A verbatim copy of every entry is required. Produce it now.

(PROVIDED RECORDS begins)

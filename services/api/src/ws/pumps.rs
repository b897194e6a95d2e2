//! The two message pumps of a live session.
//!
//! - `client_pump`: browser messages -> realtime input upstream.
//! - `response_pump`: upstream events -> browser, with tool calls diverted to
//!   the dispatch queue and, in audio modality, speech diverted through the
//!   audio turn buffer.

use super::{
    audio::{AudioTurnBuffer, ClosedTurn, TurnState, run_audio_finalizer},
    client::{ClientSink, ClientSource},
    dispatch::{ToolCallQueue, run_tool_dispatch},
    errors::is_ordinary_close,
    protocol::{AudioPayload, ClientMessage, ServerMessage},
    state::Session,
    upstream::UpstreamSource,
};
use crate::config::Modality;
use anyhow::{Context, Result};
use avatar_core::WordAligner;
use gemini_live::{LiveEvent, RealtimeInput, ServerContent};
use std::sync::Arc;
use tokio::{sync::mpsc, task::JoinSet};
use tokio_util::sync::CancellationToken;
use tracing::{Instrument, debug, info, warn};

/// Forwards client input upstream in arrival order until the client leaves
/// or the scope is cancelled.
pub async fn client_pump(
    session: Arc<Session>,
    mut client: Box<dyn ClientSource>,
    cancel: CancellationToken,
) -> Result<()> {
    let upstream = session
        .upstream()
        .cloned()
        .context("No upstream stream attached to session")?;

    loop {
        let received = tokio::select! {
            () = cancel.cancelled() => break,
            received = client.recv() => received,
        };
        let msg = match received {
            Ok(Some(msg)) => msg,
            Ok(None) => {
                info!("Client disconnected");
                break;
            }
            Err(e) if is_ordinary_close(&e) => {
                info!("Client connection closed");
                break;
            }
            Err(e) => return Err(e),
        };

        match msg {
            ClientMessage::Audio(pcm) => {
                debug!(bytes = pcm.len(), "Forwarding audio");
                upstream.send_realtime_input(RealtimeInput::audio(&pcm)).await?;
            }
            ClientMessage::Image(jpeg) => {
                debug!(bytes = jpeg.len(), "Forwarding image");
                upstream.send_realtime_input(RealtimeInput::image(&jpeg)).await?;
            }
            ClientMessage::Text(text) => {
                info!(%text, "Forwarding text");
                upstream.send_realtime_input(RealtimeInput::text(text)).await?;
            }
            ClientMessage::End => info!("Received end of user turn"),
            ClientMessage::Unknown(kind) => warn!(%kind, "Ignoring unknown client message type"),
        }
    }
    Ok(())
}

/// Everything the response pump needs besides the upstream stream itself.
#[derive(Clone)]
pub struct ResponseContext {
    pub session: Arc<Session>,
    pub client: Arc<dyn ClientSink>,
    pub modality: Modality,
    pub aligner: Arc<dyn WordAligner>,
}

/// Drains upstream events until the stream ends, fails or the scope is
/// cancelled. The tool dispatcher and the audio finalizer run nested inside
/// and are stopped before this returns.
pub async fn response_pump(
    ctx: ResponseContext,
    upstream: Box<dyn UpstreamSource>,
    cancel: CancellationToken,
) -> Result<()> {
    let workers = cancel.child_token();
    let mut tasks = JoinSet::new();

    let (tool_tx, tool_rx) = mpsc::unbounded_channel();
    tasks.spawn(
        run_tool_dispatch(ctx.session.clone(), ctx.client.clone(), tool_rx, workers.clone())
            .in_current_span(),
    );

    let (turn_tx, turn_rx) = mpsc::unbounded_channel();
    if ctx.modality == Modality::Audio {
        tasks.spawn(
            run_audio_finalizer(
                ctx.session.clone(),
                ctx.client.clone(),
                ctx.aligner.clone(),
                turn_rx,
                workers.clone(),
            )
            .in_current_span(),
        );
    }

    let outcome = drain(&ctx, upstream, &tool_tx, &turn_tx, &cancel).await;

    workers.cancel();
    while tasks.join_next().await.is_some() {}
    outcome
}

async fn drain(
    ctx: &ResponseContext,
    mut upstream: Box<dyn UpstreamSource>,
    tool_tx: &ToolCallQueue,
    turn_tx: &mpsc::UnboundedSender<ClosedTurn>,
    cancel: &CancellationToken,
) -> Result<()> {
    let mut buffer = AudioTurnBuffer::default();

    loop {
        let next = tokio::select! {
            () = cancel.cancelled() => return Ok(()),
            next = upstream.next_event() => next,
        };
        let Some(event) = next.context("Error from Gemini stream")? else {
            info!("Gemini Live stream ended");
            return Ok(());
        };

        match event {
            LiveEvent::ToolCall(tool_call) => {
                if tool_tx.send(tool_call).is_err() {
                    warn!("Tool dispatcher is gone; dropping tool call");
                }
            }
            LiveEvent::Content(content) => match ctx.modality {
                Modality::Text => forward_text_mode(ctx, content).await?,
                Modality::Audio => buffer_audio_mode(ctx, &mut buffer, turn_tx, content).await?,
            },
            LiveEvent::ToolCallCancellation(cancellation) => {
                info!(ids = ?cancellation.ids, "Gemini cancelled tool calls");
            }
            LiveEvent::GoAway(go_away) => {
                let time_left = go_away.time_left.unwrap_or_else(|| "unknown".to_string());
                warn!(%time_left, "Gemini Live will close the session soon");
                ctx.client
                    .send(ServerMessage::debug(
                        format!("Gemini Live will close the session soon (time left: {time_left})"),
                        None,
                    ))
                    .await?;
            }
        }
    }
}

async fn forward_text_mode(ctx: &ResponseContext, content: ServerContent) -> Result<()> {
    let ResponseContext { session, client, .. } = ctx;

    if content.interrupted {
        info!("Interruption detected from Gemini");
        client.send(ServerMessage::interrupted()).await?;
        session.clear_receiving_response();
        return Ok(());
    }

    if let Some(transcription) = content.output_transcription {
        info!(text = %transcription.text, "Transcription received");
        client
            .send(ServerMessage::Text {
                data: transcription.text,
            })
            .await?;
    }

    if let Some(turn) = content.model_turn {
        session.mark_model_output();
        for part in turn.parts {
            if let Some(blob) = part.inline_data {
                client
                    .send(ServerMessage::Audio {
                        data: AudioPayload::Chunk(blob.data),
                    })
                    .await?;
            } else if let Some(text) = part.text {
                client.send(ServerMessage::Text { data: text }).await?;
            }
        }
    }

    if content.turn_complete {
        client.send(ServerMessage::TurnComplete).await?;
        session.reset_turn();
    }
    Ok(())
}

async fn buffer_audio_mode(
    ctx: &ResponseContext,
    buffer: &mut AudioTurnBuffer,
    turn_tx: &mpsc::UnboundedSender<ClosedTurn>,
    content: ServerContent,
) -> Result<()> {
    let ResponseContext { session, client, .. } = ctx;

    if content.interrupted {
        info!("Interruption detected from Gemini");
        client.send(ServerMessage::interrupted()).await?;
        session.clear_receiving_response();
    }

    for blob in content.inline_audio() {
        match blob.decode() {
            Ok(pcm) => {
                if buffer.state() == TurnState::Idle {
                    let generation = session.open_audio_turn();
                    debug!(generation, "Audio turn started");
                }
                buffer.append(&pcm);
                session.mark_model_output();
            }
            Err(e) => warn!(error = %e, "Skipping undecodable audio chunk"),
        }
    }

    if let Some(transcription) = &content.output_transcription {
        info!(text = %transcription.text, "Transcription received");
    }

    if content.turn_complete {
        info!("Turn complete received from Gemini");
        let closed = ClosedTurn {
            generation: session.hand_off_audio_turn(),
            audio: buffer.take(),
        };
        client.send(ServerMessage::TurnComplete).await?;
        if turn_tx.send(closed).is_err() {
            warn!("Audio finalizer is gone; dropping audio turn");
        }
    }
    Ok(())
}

(PROVIDED RECORDS ends)

** RESPONSE FOR THIS EXERCISE **
filename services/api/src/ws/pumps.rs
repository b897194e6a95d2e2
//! The two message pumps of a live session.
//!
//! - `client_pump`: browser messages -> realtime input upstream.
//! - `response_pump`: upstream events -> browser, with tool calls diverted to
//!   the dispatch queue and, in audio modality, speech diverted through the
//!   audio turn buffer.

use super::{
    audio::{AudioTurnBuffer, ClosedTurn, TurnState, run_audio_finalizer},
    client::{ClientSink, ClientSource},
    dispatch::{ToolCallQueue, run_tool_dispatch},
    errors::is_ordinary_close,
    protocol::{AudioPayload, ClientMessage, ServerMessage},
    state::Session,
    upstream::UpstreamSource,
};
use crate::config::Modality;
use anyhow::{Context, Result};
use avatar_core::WordAligner;
use gemini_live::{LiveEvent, RealtimeInput, ServerContent};
use std::sync::Arc;
use tokio::{sync::mpsc, task::JoinSet};
use tokio_util::sync::CancellationToken;
use tracing::{Instrument, debug, info, warn};

/// Forwards client input upstream in arrival order until the client leaves
/// or the scope is cancelled.
pub async fn client_pump(
    session: Arc<Session>,
    mut client: Box<dyn ClientSource>,
    cancel: CancellationToken,
) -> Result<()> {
    let upstream = session
        .upstream()
        .cloned()
        .context("No upstream stream attached to session")?;

    loop {
        let received = tokio::select! {
            () = cancel.cancelled() => break,
            received = client.recv() => received,
        };
        let msg = match received {
            Ok(Some(msg)) => msg,
            Ok(None) => {
                info!("Client disconnected");
                break;
            }
            Err(e) if is_ordinary_close(&e) => {
                info!("Client connection closed");
                break;
            }
            Err(e) => return Err(e),
        };

        match msg {
            ClientMessage::Audio(pcm) => {
                debug!(bytes = pcm.len(), "Forwarding audio");
                upstream.send_realtime_input(RealtimeInput::audio(&pcm)).await?;
            }
            ClientMessage::Image(jpeg) => {
                debug!(bytes = jpeg.len(), "Forwarding image");
                upstream.send_realtime_input(RealtimeInput::image(&jpeg)).await?;
            }
            ClientMessage::Text(text) => {
                info!(%text, "Forwarding text");
                upstream.send_realtime_input(RealtimeInput::text(text)).await?;
            }
            ClientMessage::End => info!("Received end of user turn"),
            ClientMessage::Unknown(kind) => warn!(%kind, "Ignoring unknown client message type"),
        }
    }
    Ok(())
}

/// Everything the response pump needs besides the upstream stream itself.
#[derive(Clone)]
pub struct ResponseContext {
    pub session: Arc<Session>,
    pub client: Arc<dyn ClientSink>,
    pub modality: Modality,
    pub aligner: Arc<dyn WordAligner>,
}

/// Drains upstream events until the stream ends, fails or the scope is
/// cancelled. The tool dispatcher and the audio finalizer run nested inside
/// and are stopped before this returns.
pub async fn response_pump(
    ctx: ResponseContext,
    upstream: Box<dyn UpstreamSource>,
    cancel: CancellationToken,
) -> Result<()> {
    let workers = cancel.child_token();
    let mut tasks = JoinSet::new();

    let (tool_tx, tool_rx) = mpsc::unbounded_channel();
    tasks.spawn(
        run_tool_dispatch(ctx.session.clone(), ctx.client.clone(), tool_rx, workers.clone())
            .in_current_span(),
    );

    let (turn_tx, turn_rx) = mpsc::unbounded_channel();
    if ctx.modality == Modality::Audio {
        tasks.spawn(
            run_audio_finalizer(
                ctx.session.clone(),
                ctx.client.clone(),
                ctx.aligner.clone(),
                turn_rx,
                workers.clone(),
            )
            .in_current_span(),
        );
    }

    let outcome = drain(&ctx, upstream, &tool_tx, &turn_tx, &cancel).await;

    workers.cancel();
    while tasks.join_next().await.is_some() {}
    outcome
}

async fn drain(
    ctx: &ResponseContext,
    mut upstream: Box<dyn UpstreamSource>,
    tool_tx: &ToolCallQueue,
    turn_tx: &mpsc::UnboundedSender<ClosedTurn>,
    cancel: &CancellationToken,
) -> Result<()> {
    let mut buffer = AudioTurnBuffer::default();

    loop {
        let next = tokio::select! {
            () = cancel.cancelled() => return Ok(()),
            next = upstream.next_event() => next,
        };
        let Some(event) = next.context("Error from Gemini stream")? else {
            info!("Gemini Live stream ended");
            return Ok(());
        };

        match event {
            LiveEvent::ToolCall(tool_call) => {
                if tool_tx.send(tool_call).is_err() {
                    warn!("Tool dispatcher is gone; dropping tool call");
                }
            }
            LiveEvent::Content(content) => match ctx.modality {
                Modality::Text => forward_text_mode(ctx, content).await?,
                Modality::Audio => buffer_audio_mode(ctx, &mut buffer, turn_tx, content).await?,
            },
            LiveEvent::ToolCallCancellation(cancellation) => {
                info!(ids = ?cancellation.ids, "Gemini cancelled tool calls");
            }
            LiveEvent::GoAway(go_away) => {
                let time_left = go_away.time_left.unwrap_or_else(|| "unknown".to_string());
                warn!(%time_left, "Gemini Live will close the session soon");
                ctx.client
                    .send(ServerMessage::debug(
                        format!("Gemini Live will close the session soon (time left: {time_left})"),
                        None,
                    ))
                    .await?;
            }
        }
    }
}

async fn forward_text_mode(ctx: &ResponseContext, content: ServerContent) -> Result<()> {
    let ResponseContext { session, client, .. } = ctx;

    if content.interrupted {
        info!("Interruption detected from Gemini");
        client.send(ServerMessage::interrupted()).await?;
        session.clear_receiving_response();
        return Ok(());
    }

    if let Some(transcription) = content.output_transcription {
        info!(text = %transcription.text, "Transcription received");
        client
            .send(ServerMessage::Text {
                data: transcription.text,
            })
            .await?;
    }

    if let Some(turn) = content.model_turn {
        session.mark_model_output();
        for part in turn.parts {
            if let Some(blob) = part.inline_data {
                client
                    .send(ServerMessage::Audio {
                        data: AudioPayload::Chunk(blob.data),
                    })
                    .await?;
            } else if let Some(text) = part.text {
                client.send(ServerMessage::Text { data: text }).await?;
            }
        }
    }

    if content.turn_complete {
        client.send(ServerMessage::TurnComplete).await?;
        session.reset_turn();
    }
    Ok(())
}

async fn buffer_audio_mode(
    ctx: &ResponseContext,
    buffer: &mut AudioTurnBuffer,
    turn_tx: &mpsc::UnboundedSender<ClosedTurn>,
    content: ServerContent,
) -> Result<()> {
    let ResponseContext { session, client, .. } = ctx;

    if content.interrupted {
        info!("Interruption detected from Gemini");
        client.send(ServerMessage::interrupted()).await?;
        session.clear_receiving_response();
    }

    for blob in content.inline_audio() {
        match blob.decode() {
            Ok(pcm) => {
                if buffer.state() == TurnState::Idle {
                    let generation = session.open_audio_turn();
                    debug!(generation, "Audio turn started");
                }
                buffer.append(&pcm);
                session.mark_model_output();
            }
            Err(e) => warn!(error = %e, "Skipping undecodable audio chunk"),
        }
    }

    if let Some(transcription) = &content.output_transcription {
        info!(text = %transcription.text, "Transcription received");
    }

    if content.turn_complete {
        info!("Turn complete received from Gemini");
        let closed = ClosedTurn {
            generation: session.hand_off_audio_turn(),
            audio: buffer.take(),
        };
        client.send(ServerMessage::TurnComplete).await?;
        if turn_tx.send(closed).is_err() {
            warn!("Audio finalizer is gone; dropping audio turn");
        }
    }
    Ok(())
}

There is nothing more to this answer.